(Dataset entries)
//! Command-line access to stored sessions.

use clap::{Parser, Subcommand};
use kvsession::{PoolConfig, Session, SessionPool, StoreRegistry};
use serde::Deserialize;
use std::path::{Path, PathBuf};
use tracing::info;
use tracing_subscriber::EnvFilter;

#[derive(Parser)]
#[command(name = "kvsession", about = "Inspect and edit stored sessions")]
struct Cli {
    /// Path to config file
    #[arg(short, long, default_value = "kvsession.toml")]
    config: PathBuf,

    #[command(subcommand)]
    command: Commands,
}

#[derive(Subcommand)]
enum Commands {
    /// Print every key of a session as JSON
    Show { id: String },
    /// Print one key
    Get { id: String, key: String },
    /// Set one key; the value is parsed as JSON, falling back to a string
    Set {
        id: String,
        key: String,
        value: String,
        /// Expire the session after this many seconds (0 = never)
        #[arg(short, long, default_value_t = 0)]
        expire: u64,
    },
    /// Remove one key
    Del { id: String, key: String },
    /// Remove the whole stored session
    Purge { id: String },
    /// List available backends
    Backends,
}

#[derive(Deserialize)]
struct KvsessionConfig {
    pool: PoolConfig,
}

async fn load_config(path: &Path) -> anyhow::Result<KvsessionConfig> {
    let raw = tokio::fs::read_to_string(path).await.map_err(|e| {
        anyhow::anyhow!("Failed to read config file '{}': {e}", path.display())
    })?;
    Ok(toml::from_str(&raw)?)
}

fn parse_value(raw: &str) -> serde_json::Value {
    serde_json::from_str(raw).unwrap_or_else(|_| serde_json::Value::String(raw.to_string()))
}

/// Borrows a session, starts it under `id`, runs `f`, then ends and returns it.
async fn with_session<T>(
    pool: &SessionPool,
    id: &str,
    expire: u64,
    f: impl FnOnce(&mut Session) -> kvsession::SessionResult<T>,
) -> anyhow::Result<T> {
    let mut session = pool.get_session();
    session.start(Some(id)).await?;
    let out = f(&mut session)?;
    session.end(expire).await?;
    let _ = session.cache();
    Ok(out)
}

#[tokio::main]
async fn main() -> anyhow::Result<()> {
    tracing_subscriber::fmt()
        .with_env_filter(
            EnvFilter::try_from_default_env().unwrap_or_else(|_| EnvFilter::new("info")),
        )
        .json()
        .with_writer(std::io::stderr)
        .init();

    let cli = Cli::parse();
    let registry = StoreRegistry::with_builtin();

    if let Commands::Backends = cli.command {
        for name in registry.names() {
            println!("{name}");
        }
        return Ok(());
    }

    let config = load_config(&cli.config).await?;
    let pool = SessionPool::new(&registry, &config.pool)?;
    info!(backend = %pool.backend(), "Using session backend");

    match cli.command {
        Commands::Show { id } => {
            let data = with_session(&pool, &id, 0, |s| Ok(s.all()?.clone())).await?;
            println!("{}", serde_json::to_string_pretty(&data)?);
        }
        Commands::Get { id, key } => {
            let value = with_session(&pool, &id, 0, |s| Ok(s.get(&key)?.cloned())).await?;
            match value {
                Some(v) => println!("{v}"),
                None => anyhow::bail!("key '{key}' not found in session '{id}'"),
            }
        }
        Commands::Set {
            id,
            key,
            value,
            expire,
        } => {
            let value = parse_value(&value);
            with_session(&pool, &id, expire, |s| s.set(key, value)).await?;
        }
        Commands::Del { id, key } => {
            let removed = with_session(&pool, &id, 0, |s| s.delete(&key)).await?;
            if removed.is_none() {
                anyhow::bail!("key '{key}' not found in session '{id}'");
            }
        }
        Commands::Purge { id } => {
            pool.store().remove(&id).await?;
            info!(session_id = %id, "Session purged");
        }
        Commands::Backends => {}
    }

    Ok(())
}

▸ Work item
Report every line in the data that holds "PoolConfig", copying each one.

▸ Response to this exercise
use kvsession::{PoolConfig, Session, SessionPool, StoreRegistry};
    pool: PoolConfig,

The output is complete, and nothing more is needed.